There are still some situations where an axillary lymphadenectomy might be needed, though. These include cases where the lymph nodes in the armpit area are involved in breast cancer, when these lymph nodes show signs of cancer returning, and when these lymph nodes test positive for non-breast cancer types like melanoma (a type of skin cancer) and squamous cell carcinoma (a type of skin cancer).
It’s important to note that axillary lymphadenectomy comes with a significant risk of complications, especially a condition called lymphedema, where fluid builds up and causes swelling because the lymph nodes have been removed. So, understanding the anatomy of the armpit area and knowing when it’s appropriate to perform this type of surgery is extremely important to ensure the surgery is performed safely and works as intended.

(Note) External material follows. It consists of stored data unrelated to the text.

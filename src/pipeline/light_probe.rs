//! Light-probe capture
//!
//! A probe is captured twice per request: an atmosphere-only pass fills
//! LIGHT_PROBE_ATMOSPHERE (the ambient source for the second pass), then the
//! full scene is rendered into the probe cube. The cube is prefiltered into
//! a second cube whose lower mips hold rougher reflections.

use std::f32::consts::PI;

use glam::{Mat4, Vec2, Vec3};

use super::postprocess::slot;
use super::Renderer;
use crate::context::RenderContext;
use crate::error::{RenderError, RenderResult};
use crate::resources::{AttachOptions, RenderTargetSlot, Texture};
use crate::scene::{LightProbe, Scene, Transform};
use crate::AntiAliasing;

/// Temporary caching the cube freed by the last prefilter
pub const TEMP_CUBE: &str = "temp_cube";
pub const PROBE_FOV: f32 = 90.0;

/// Camera Euler angles for the faces +X, -X, +Y, -Y, +Z, -Z
pub const FACE_ROTATIONS: [Vec3; 6] = [
    Vec3::new(0.0, PI * 1.5, 0.0),
    Vec3::new(0.0, PI * 0.5, 0.0),
    Vec3::new(PI * -0.5, PI, 0.0),
    Vec3::new(PI * 0.5, PI, 0.0),
    Vec3::new(0.0, PI, 0.0),
    Vec3::new(0.0, 0.0, 0.0),
];

/// Rows of the matrices mapping face coordinates (s, t, 1) to a direction
const FACE_MATRIX_ROWS: [[[f32; 4]; 4]; 6] = [
    [[0.0, 0.0, 1.0, 0.0], [0.0, 1.0, 0.0, 0.0], [-1.0, 0.0, 0.0, 0.0], [0.0, 0.0, 0.0, 1.0]],
    [[0.0, 0.0, -1.0, 0.0], [0.0, 1.0, 0.0, 0.0], [1.0, 0.0, 0.0, 0.0], [0.0, 0.0, 0.0, 1.0]],
    [[1.0, 0.0, 0.0, 0.0], [0.0, 0.0, 1.0, 0.0], [0.0, -1.0, 0.0, 0.0], [0.0, 0.0, 0.0, 1.0]],
    [[1.0, 0.0, 0.0, 0.0], [0.0, 0.0, -1.0, 0.0], [0.0, 1.0, 0.0, 0.0], [0.0, 0.0, 0.0, 1.0]],
    [[1.0, 0.0, 0.0, 0.0], [0.0, 1.0, 0.0, 0.0], [0.0, 0.0, 1.0, 0.0], [0.0, 0.0, 0.0, 1.0]],
    [[-1.0, 0.0, 0.0, 0.0], [0.0, 1.0, 0.0, 0.0], [0.0, 0.0, -1.0, 0.0], [0.0, 0.0, 0.0, 1.0]],
];

pub fn face_matrix(face: usize) -> Mat4 {
    Mat4::from_cols_array_2d(&FACE_MATRIX_ROWS[face]).transpose()
}

/// Renderer state overridden while a probe is captured
struct SavedState {
    transform: Transform,
    fov: f32,
    aspect: f32,
    anti_aliasing: AntiAliasing,
    motion_blur: bool,
    render_skeletal: bool,
}

impl Renderer {
    /// Capture every probe that is not up to date.
    pub fn render_light_probes(&mut self, ctx: &mut RenderContext, scene: &mut Scene) -> RenderResult<()> {
        for index in 0..scene.light_probes.len() {
            if !scene.light_probes[index].captured {
                self.render_light_probe(ctx, scene, index)?;
            }
        }
        Ok(())
    }

    /// Capture and prefilter one probe.
    pub fn render_light_probe(&mut self, ctx: &mut RenderContext, scene: &mut Scene, index: usize) -> RenderResult<()> {
        let probe = scene
            .light_probes
            .get_mut(index)
            .ok_or_else(|| RenderError::MissingResource(format!("light probe {}", index)))?;
        log::info!("Capturing light probe {}", probe.name);
        let position = probe.position();
        let name = probe.name.clone();
        let capture = match probe.texture_probe.take() {
            Some(texture) => texture,
            None => Texture::create(ctx.gpu(), LightProbe::cube_descriptor(&name), None)?,
        };

        let saved = self.begin_capture(scene);
        let result = self.capture_faces(ctx, scene, position, &capture);
        self.end_capture(scene, saved);
        if let Err(err) = result {
            capture.destroy(ctx.gpu());
            return Err(err);
        }

        let prefiltered = match self.prefilter(ctx, &name, &capture) {
            Ok(texture) => texture,
            Err(err) => {
                capture.destroy(ctx.gpu());
                return Err(err);
            }
        };
        ctx.render_targets.insert_temporary(ctx.backend.as_dyn_mut(), TEMP_CUBE, capture);
        if let Some(probe) = scene.light_probes.get_mut(index) {
            probe.texture_probe = Some(prefiltered);
            probe.captured = true;
        }
        Ok(())
    }

    fn begin_capture(&mut self, scene: &mut Scene) -> SavedState {
        let camera = &mut scene.camera;
        let saved = SavedState {
            transform: camera.transform,
            fov: camera.fov,
            aspect: camera.aspect,
            anti_aliasing: self.postprocess.settings.anti_aliasing,
            motion_blur: self.postprocess.settings.is_render_motion_blur,
            render_skeletal: self.options.is_render_skeletal,
        };
        self.postprocess.settings.anti_aliasing = AntiAliasing::None;
        self.postprocess.settings.is_render_motion_blur = false;
        self.options.is_render_skeletal = false;
        camera.update_projection(PROBE_FOV, 1.0);
        saved
    }

    fn end_capture(&mut self, scene: &mut Scene, saved: SavedState) {
        self.capture_mode = None;
        self.postprocess.settings.anti_aliasing = saved.anti_aliasing;
        self.postprocess.settings.is_render_motion_blur = saved.motion_blur;
        self.options.is_render_skeletal = saved.render_skeletal;
        let camera = &mut scene.camera;
        camera.transform = saved.transform;
        camera.update_projection(saved.fov, saved.aspect);
        camera.reset_history();
        camera.update(self.postprocess.jitter());
    }

    /// Atmosphere-only pass into LIGHT_PROBE_ATMOSPHERE, then the full scene
    /// into `capture`.
    fn capture_faces(
        &mut self,
        ctx: &mut RenderContext,
        scene: &mut Scene,
        position: Vec3,
        capture: &Texture,
    ) -> RenderResult<()> {
        let atmosphere_probe = slot(ctx, RenderTargetSlot::LightProbeAtmosphere)?;
        for (mode, target) in [
            (CaptureMode::AtmosphereOnly, &atmosphere_probe),
            (CaptureMode::Scene, capture),
        ] {
            self.capture_mode = Some(mode);
            for (face, rotation) in FACE_ROTATIONS.iter().enumerate() {
                let camera = &mut scene.camera;
                camera.transform.set_position(position);
                camera.transform.set_rotation(*rotation);
                camera.reset_history();
                camera.update(Vec2::ZERO);
                self.render_scene(ctx, scene, 0.0)?;

                let hdr = self.hdr_output(ctx)?;
                let gpu = ctx.backend.as_dyn_mut();
                let src = ctx.framebuffers.bind_framebuffer(gpu, &[&hdr], None)?;
                let dst = ctx.framebuffers.bind_framebuffer_with(
                    gpu,
                    &[target],
                    None,
                    AttachOptions::face(face as u32),
                )?;
                ctx.framebuffers.mirror_from(gpu, src, dst)?;
            }
            target.generate_mipmap(ctx.gpu())?;
        }
        Ok(())
    }

    /// Convolve every face and mip of `capture` into a reused cube.
    fn prefilter(&self, ctx: &mut RenderContext, name: &str, capture: &Texture) -> RenderResult<Texture> {
        let reusable = match ctx.render_targets.take_temporary(TEMP_CUBE) {
            Some(cached) if cached.desc.width == capture.desc.width && cached.desc.format == capture.desc.format => {
                Some(cached)
            }
            Some(stale) => {
                stale.destroy(ctx.gpu());
                None
            }
            None => None,
        };
        let target = match reusable {
            Some(texture) => texture,
            None => Texture::create(
                ctx.gpu(),
                LightProbe::cube_descriptor(&format!("{}.prefiltered", name)),
                None,
            )?,
        };
        for face in 0..6u32 {
            for level in 0..target.desc.mip_levels() {
                let result = self.postprocess.render_cube_convolution(
                    ctx,
                    capture,
                    &target,
                    face,
                    level,
                    face_matrix(face as usize),
                );
                if let Err(err) = result {
                    target.destroy(ctx.gpu());
                    return Err(err);
                }
            }
        }
        Ok(target)
    }
}

/// Which scene content a probe capture renders
#[derive(Debug, Clone, Copy, PartialEq, Eq)]
pub enum CaptureMode {
    AtmosphereOnly,
    Scene,
}

#[cfg(test)]
mod tests {
    use super::*;

    #[test]
    fn test_face_matrices_are_rotations() {
        for face in 0..6 {
            let m = face_matrix(face);
            assert!((m.determinant().abs() - 1.0).abs() < 1e-6);
            assert!((m * m.transpose()).abs_diff_eq(Mat4::IDENTITY, 1e-6));
        }
    }

    #[test]
    fn test_face_matrices_look_down_each_axis() {
        let forward = |face: usize| face_matrix(face).transform_vector3(Vec3::Z);
        assert_eq!(forward(0), Vec3::X);
        assert_eq!(forward(1), -Vec3::X);
        assert_eq!(forward(2), Vec3::Y);
        assert_eq!(forward(3), -Vec3::Y);
        assert_eq!(forward(4), Vec3::Z);
        assert_eq!(forward(5), -Vec3::Z);
    }
}
impl UniformData {
    /// Whether this payload can be uploaded to a uniform of `kind`.
    pub fn matches(&self, kind: UniformKind) -> bool {
        match self {
            UniformData::Bool(_) => kind == UniformKind::Bool,
            UniformData::Int(_) => matches!(kind, UniformKind::Int | UniformKind::Bool),
            UniformData::UInt(_) => kind == UniformKind::UInt,
            UniformData::Float(_) => kind == UniformKind::Float,
            UniformData::Vec2(_) => kind == UniformKind::Vec2,
            UniformData::Vec3(_) | UniformData::Vec3Array(_) => kind == UniformKind::Vec3,
            UniformData::Vec4(_) | UniformData::Vec4Array(_) => kind == UniformKind::Vec4,
            UniformData::IVec2(_) => kind == UniformKind::IVec2,
            UniformData::IVec3(_) => kind == UniformKind::IVec3,
            UniformData::IVec4(_) => kind == UniformKind::IVec4,
            UniformData::Mat2(_) => kind == UniformKind::Mat2,
            UniformData::Mat3(_) => kind == UniformKind::Mat3,
            UniformData::Mat4(_) | UniformData::Mat4Array(_) => kind == UniformKind::Mat4,
            UniformData::TextureUnit(_) => kind.is_sampler(),
        }
    }

    /// Write into a uniform buffer image using the WGSL uniform layout.
    /// `stride` is the array element stride for array payloads.
    pub fn write_std(&self, out: &mut [u8], stride: usize) {
        fn put(out: &mut [u8], offset: usize, values: &[f32]) {
            for (i, v) in values.iter().enumerate() {
                let at = offset + i * 4;
                if at + 4 <= out.len() {
                    out[at..at + 4].copy_from_slice(&v.to_le_bytes());
                }
            }
        }
        fn put_i(out: &mut [u8], offset: usize, values: &[i32]) {
            for (i, v) in values.iter().enumerate() {
                let at = offset + i * 4;
                if at + 4 <= out.len() {
                    out[at..at + 4].copy_from_slice(&v.to_le_bytes());
                }
            }
        }
        match self {
            UniformData::Bool(v) => put_i(out, 0, &[*v as i32]),
            UniformData::Int(v) => put_i(out, 0, &[*v]),
            UniformData::UInt(v) => {
                if out.len() >= 4 {
                    out[0..4].copy_from_slice(&v.to_le_bytes());
                }
            }
            UniformData::Float(v) => put(out, 0, &[*v]),
            UniformData::Vec2(v) => put(out, 0, v),
            UniformData::Vec3(v) => put(out, 0, v),
            UniformData::Vec4(v) => put(out, 0, v),
            UniformData::IVec2(v) => put_i(out, 0, v),
            UniformData::IVec3(v) => put_i(out, 0, v),
            UniformData::IVec4(v) => put_i(out, 0, v),
            UniformData::Mat2(v) => put(out, 0, v),
            // mat3x3 columns are padded to vec4
            UniformData::Mat3(v) => {
                for column in 0..3 {
                    put(out, column * 16, &v[column * 3..column * 3 + 3]);
                }
            }
            UniformData::Mat4(v) => put(out, 0, v),
            UniformData::Vec3Array(values) => {
                for (i, v) in values.iter().enumerate() {
                    put(out, i * stride, v);
                }
            }
            UniformData::Vec4Array(values) => {
                for (i, v) in values.iter().enumerate() {
                    put(out, i * stride, v);
                }
            }
            UniformData::Mat4Array(values) => {
                for (i, v) in values.iter().enumerate() {
                    put(out, i * stride, v);
                }
            }
            UniformData::TextureUnit(_) => {}
        }
    }
}

/// Stages of a program
#[derive(Debug, Clone, PartialEq)]
pub enum ProgramStages {
    Graphics {
        vertex: String,
        fragment: String,
        /// Number of fragment outputs written by the shader.
        color_outputs: u32,
    },
    Compute {
        source: String,
        workgroup_size: u32,
    },
}

/// Storage buffer declared by a program
#[derive(Debug, Clone, PartialEq)]
pub struct StorageDecl {
    pub name: String,
    pub binding: u32,
    pub struct_source: String,
    pub read_only: bool,
}

/// Program creation input
#[derive(Debug, Clone, PartialEq)]
pub struct ProgramDescriptor {
    pub name: String,
    pub stages: ProgramStages,
    pub uniforms: Vec<UniformDecl>,
    pub storage: Vec<StorageDecl>,
    pub defines: Vec<(String, String)>,
}

impl ProgramDescriptor {
    pub fn graphics(name: &str, vertex: &str, fragment: &str, color_outputs: u32) -> Self {
        Self {
            name: name.to_string(),
            stages: ProgramStages::Graphics {
                vertex: vertex.to_string(),
                fragment: fragment.to_string(),
                color_outputs,
            },
            uniforms: Vec::new(),
            storage: Vec::new(),
            defines: Vec::new(),
        }
    }

    pub fn compute(name: &str, source: &str, workgroup_size: u32) -> Self {
        Self {
            name: name.to_string(),
            stages: ProgramStages::Compute {
                source: source.to_string(),
                workgroup_size,
            },
            uniforms: Vec::new(),
            storage: Vec::new(),
            defines: Vec::new(),
        }
    }

    pub fn uniform(mut self, name: &str, kind: UniformKind) -> Self {
        self.uniforms.push(UniformDecl::new(name, kind));
        self
    }

    pub fn uniform_array(mut self, name: &str, kind: UniformKind, count: u32) -> Self {
        self.uniforms.push(UniformDecl::array(name, kind, count));
        self
    }

    pub fn storage(mut self, decl: StorageDecl) -> Self {
        self.storage.push(decl);
        self
    }

    pub fn define(mut self, name: &str, value: &str) -> Self {
        self.defines.push((name.to_string(), value.to_string()));
        self
    }

    pub fn is_compute(&self) -> bool {
        matches!(self.stages, ProgramStages::Compute { .. })
    }
}

/// Vertex attribute format
#[derive(Debug, Clone, Copy, PartialEq, Eq, Hash)]
pub enum VertexFormat {
    Float32,
    Float32x2,
    Float32x3,
    Float32x4,
}

impl VertexFormat {
    pub fn size(&self) -> u64 {
        match self {
            VertexFormat::Float32 => 4,
            VertexFormat::Float32x2 => 8,
            VertexFormat::Float32x3 => 12,
            VertexFormat::Float32x4 => 16,
        }
    }

    pub fn from_components(components: usize) -> Option<Self> {
        match components {
            1 => Some(VertexFormat::Float32),
            2 => Some(VertexFormat::Float32x2),
            3 => Some(VertexFormat::Float32x3),
            4 => Some(VertexFormat::Float32x4),
            _ => None,
        }
    }
}

#[derive(Debug, Clone, Copy, PartialEq, Eq, Hash)]
pub struct VertexAttribute {
    pub location: u32,
    pub format: VertexFormat,
    pub offset: u64,
}

/// A vertex stream: stride plus attributes
#[derive(Debug, Clone, PartialEq, Eq, Hash)]
pub struct VertexLayout {
    pub stride: u64,
    pub attributes: Vec<VertexAttribute>,
}

/// Per-instance stream; every attribute advances once per instance
#[derive(Debug, Clone, PartialEq, Eq, Hash)]
pub struct InstanceStream {
    pub buffer: BufferHandle,
    pub layout: VertexLayout,
    pub divisor: u32,
}

#[derive(Debug, Clone)]
pub struct VertexArrayDescriptor {
    pub label: String,
    pub vertex_buffer: BufferHandle,
    pub layout: VertexLayout,
    pub index_buffer: BufferHandle,
    pub index_count: u32,
}

#[derive(Debug, Clone, Copy, PartialEq, Eq, Hash)]
pub enum PrimitiveMode {
    Triangles,
    Lines,
    Points,
}

/// Handle to a GPU buffer
#[derive(Debug, Clone, Copy, PartialEq, Eq, Hash)]
pub struct BufferHandle(pub(crate) u64);

/// Handle to a GPU texture
#[derive(Debug, Clone, Copy, PartialEq, Eq, Hash, PartialOrd, Ord)]
pub struct TextureHandle(pub(crate) u64);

Anatomy and Physiology of Axillary Lymphadenectomy
The axilla, or the armpit, is a key area in determining how a physician stages and treats breast cancer. This part of the body is responsible for draining 95% of the lymphatic fluid from the breast, making it an important area to understand and examine for doctors. The axilla is a pyramid-like space at the base of the neck, surrounded by various muscles at different angles: chest muscles, shoulder muscles, the clavicle (collar bone), and the upper arm bone.
The axilla holds various structures, like blood vessels, nerves, muscles, tendons, fatty tissue, and lymph nodes. The amount of fatty tissue can vary a lot from person to person. Two crucial blood vessels are the axillary artery and vein which change names into the brachial artery and vein when they reach the upper arm. Along with these, the axilla houses the brachial plexus, a network of nerves, all of which are encased within a sleeve-like structure called the axillary sheath.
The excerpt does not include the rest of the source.